▶ [Assignment]:
Look through the records below, and copy out every line that holds the string "assert".

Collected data
[Start of Attachment]
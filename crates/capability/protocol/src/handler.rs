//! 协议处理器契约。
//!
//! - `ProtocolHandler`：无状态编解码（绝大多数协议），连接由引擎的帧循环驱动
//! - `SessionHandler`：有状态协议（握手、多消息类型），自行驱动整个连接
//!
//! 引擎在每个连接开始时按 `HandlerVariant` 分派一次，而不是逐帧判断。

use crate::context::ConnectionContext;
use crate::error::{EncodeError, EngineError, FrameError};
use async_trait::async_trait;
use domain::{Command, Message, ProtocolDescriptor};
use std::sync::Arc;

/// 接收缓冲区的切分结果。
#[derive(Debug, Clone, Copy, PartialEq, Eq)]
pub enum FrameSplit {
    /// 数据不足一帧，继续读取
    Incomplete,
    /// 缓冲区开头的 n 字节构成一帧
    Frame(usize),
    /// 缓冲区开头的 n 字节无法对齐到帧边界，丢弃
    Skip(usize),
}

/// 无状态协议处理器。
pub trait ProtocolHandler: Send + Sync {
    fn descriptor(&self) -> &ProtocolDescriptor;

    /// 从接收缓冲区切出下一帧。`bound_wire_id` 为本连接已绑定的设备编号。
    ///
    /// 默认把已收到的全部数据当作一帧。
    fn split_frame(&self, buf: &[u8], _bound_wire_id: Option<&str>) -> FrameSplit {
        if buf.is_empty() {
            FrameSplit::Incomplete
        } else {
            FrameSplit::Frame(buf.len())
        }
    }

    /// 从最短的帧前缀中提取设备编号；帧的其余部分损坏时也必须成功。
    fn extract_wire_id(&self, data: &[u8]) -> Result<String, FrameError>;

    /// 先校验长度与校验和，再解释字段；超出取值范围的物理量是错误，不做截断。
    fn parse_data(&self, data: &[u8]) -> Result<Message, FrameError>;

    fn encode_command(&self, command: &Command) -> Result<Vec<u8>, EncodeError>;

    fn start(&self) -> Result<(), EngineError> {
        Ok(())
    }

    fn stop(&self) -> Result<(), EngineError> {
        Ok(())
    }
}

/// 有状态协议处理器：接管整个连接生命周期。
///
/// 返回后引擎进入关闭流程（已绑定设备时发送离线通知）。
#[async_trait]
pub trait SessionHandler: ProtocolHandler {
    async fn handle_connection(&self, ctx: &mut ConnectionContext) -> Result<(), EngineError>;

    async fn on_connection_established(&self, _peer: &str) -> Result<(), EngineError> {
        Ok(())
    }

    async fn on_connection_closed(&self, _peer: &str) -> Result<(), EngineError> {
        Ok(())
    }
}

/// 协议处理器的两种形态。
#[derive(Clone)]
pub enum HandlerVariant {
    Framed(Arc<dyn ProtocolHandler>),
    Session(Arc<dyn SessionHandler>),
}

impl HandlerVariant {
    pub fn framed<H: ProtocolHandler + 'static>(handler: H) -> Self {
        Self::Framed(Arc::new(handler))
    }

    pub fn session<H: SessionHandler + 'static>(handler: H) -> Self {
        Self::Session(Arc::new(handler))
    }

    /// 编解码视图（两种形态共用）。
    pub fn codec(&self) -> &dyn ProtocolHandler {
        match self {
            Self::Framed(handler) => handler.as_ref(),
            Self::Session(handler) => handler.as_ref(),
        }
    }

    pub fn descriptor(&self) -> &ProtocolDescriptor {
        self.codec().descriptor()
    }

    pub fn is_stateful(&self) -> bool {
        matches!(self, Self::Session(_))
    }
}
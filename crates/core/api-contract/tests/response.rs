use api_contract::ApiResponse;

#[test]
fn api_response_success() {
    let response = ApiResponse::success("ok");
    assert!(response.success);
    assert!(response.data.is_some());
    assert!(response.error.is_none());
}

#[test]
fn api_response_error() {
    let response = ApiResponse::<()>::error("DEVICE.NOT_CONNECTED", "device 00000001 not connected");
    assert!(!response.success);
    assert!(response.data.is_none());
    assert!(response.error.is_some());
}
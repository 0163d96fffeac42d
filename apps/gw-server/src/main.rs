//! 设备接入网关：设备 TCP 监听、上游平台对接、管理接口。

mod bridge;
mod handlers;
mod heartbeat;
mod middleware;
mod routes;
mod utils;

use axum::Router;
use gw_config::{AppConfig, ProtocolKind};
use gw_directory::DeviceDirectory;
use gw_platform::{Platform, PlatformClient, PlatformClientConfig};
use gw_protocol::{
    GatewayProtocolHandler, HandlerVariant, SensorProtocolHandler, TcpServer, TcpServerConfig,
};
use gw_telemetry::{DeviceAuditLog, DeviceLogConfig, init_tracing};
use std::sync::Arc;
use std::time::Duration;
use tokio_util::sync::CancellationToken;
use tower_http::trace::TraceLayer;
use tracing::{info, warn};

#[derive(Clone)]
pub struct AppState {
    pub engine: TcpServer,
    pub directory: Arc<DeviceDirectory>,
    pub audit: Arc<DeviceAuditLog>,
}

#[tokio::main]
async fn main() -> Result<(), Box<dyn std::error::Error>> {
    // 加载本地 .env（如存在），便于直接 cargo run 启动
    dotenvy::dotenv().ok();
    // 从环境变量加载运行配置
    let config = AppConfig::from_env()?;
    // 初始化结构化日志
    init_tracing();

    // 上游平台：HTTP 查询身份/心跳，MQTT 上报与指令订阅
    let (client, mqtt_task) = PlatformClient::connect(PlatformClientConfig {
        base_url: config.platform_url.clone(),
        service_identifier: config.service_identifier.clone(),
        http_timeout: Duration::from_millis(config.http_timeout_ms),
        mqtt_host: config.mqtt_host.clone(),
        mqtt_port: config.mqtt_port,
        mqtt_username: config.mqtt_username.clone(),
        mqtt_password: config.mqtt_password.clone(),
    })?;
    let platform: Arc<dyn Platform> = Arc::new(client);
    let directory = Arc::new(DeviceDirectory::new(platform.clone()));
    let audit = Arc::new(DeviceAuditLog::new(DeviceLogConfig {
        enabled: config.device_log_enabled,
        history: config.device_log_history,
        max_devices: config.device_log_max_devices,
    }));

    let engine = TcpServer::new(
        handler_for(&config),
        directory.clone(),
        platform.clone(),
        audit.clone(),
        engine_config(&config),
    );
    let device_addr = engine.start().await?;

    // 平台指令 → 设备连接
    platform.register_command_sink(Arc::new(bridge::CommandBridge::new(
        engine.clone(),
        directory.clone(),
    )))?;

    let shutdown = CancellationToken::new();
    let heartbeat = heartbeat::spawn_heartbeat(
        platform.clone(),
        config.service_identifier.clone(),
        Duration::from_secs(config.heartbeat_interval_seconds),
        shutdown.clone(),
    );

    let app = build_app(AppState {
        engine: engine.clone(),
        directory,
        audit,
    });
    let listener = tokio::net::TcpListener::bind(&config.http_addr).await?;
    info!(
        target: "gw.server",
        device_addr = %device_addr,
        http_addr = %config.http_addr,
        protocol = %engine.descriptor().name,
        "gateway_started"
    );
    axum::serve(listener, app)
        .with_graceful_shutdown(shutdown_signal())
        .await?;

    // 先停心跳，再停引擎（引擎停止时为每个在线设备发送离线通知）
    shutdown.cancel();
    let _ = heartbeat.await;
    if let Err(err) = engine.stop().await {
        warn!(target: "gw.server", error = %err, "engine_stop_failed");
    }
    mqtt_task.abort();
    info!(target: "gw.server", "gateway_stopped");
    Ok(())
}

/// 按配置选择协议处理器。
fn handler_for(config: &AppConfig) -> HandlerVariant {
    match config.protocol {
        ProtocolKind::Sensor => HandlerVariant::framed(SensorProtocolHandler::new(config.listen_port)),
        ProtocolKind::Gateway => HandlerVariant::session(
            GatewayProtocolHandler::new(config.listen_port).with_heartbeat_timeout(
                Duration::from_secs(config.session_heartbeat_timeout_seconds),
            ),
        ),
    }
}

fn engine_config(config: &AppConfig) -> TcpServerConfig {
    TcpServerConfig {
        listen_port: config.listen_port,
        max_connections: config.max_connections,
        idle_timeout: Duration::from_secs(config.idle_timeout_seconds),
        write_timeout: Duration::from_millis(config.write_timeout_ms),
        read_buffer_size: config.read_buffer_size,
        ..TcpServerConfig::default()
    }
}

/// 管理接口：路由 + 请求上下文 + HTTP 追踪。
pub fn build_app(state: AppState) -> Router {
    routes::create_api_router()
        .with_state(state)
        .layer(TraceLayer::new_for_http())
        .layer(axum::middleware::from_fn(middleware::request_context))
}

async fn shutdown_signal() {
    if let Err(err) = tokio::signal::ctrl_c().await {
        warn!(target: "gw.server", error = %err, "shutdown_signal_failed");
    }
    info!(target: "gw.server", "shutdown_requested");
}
[End of Attachment]
▶ [Expected answer]:
    assert!(response.success);
    assert!(response.data.is_some());
    assert!(response.error.is_none());
    assert!(!response.success);
    assert!(response.data.is_none());
    assert!(response.error.is_some());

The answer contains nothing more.